Segment Start: Recorded data
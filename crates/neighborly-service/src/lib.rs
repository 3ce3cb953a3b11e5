//! Application services: every operation the HTTP layer exposes, with its
//! validation, authorization, store calls, audit entries and stale views.

pub mod admin;
pub mod allowed_email;
pub mod audit;
pub mod auth;
pub mod calendar;
pub mod club;
pub mod community;
pub mod context;
pub mod error;
pub mod profile;
pub mod residence;
pub mod view;
pub mod whitelist;

#[cfg(test)]
pub(crate) mod test_util;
Segment End: Recorded data
# [Exercise prompt]
Write the records out in full, exactly as they read above.

# [Reply]
filename crates/neighborly-service/src/lib.rs
repository 3ce3cb953a3b11e5
//! Application services: every operation the HTTP layer exposes, with its
//! validation, authorization, store calls, audit entries and stale views.

pub mod admin;
pub mod allowed_email;
pub mod audit;
pub mod auth;
pub mod calendar;
pub mod club;
pub mod community;
pub mod context;
pub mod error;
pub mod profile;
pub mod residence;
pub mod view;
pub mod whitelist;

#[cfg(test)]
pub(crate) mod test_util;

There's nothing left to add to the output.